Such robust expansion is being attributed to the soaring demand for pharmaceutical products. At the same time, efforts by health plan providers to control spending on costly prescription drugs are providing a boost to the generic drug industry. The demand for generic alternatives is also set to increase following the imminent loss of patent protection for several blockbuster drugs.

The introduction of generic (and in some cases, biogeneric) products is likely to gain further momentum from regulatory reforms in various regions. Regulatory changes are likely to be accompanied by greater popular acceptance of generics. With consumers coming to regard generic drugs as being comparable to branded equivalents in terms of effectiveness, and as generic drug developers move to launch a slew of biogenerics, the overall market for generics and biogenerics is projected to grow by 10.6 percent over 2003-2010.

Despite having been available for nearly two decades, the market for generic products remains at a nascent stage. Now, however, it is poised for rapid take-off. During the next five years, about two dozen drugs (each of which currently records annual sales exceeding $500 million) are scheduled to lose patent protection. This is opening up lucrative opportunities to generic and biogeneric drug producers.

Market Dynamics: An Expanding Business
Patent expirations and successful patent challenges are expected to be critical for continued market growth. Today, many generics companies are attempting to challenge the validity of existing patents of blockbuster drugs in established markets and launch a generic equivalent even before the branded drug’s scheduled expiration. This strategy has been employed in the sizeable and highly regulated U.S. and European markets where generics producers are typically unlikely to achieve marketing approval before the patent expiry of a branded alternative.

Be it managed care groups in the U.S. or government healthcare providers in Europe, nearly all healthcare planners are attempting to curb spiralling healthcare expenditures. The principal focus has been on containing spending on prescription drugs, which have been rising at double-digit rates.

Here, generics have emerged a key cost-containment strategy, either as step therapy (sequential use of least expensive medications before prescribing more expensive drugs) or as a formulary alternative for which plan participants make the lowest co-payment or, in some cases, as the only medicine in a given therapeutic category that the plan is likely to cover.

In all regions, average annual cost savings from the use of generic and biogeneric products are likely to grow strongly. Estimated total worldwide savings of $84.38 billion in 2003 are forecast to grow at a compound annual growth rate (CAGR) of 6.7 percent to reach $133.14 billion in 2010.

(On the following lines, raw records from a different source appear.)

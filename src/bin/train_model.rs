use plant_counter::config::train;
use plant_counter::descriptors::table::load_labeled;
use plant_counter::model;
use std::env;
use std::path::Path;

fn main() {
    env_logger::init();
    if let Err(err) = run() {
        eprintln!("Error: {err}");
        std::process::exit(1);
    }
}

fn run() -> Result<(), String> {
    let config_path = env::args().nth(1).ok_or_else(usage)?;
    let config = train::load_config(Path::new(&config_path))?;
    if config.tables.is_empty() {
        return Err("Config lists no descriptor tables".to_string());
    }

    let samples = load_labeled(&config.tables).map_err(|e| e.to_string())?;
    let (fitted, quality) = model::fit(&samples).map_err(|e| e.to_string())?;
    fitted
        .save(&config.output.model_json)
        .map_err(|e| e.to_string())?;

    println!(
        "Fitted {} samples from {} tables, R² = {:.4}",
        quality.samples,
        config.tables.len(),
        quality.r_squared
    );
    println!("Saved model to {}", config.output.model_json.display());
    Ok(())
}

fn usage() -> String {
    "Usage: train_model <config.json>".to_string()
}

Unlike managed care groups, public healthcare providers and the generic and biogeneric drug makers who are poised to benefit from such trends, original drug producers are likely to be negatively impacted by the growing strength of generic drug sales. Their revenues are projected to decline substantially as users shift to lower cost, generic versions of the original product. For instance, Roche’s revenue from its acne drug, Accutane, fell 37 percent from 2002 to 2003 following the launch of generic equivalents in the U.S. and Europe.

Biogenerics are already being produced and sold in Asia and the Rest-of-World (ROW—comprising Canada, Australia, the Middle East, Africa, the Caribbean and South America) as a result of the more relaxed regulatory regimes and patent laws in these regions.

In contrast, while several biotech patents have already expired and biogeneric capacity is being assiduously expanded, biogenerics have yet to be launched in the highly regulated U.S. and European markets. These regions are yet to establish a clear policy framework to regulate biogenerics. However, the anticipated realization of biogenerics-related regulation is expected to preface their introduction in the U.S. and Europe as early as 2006-2008.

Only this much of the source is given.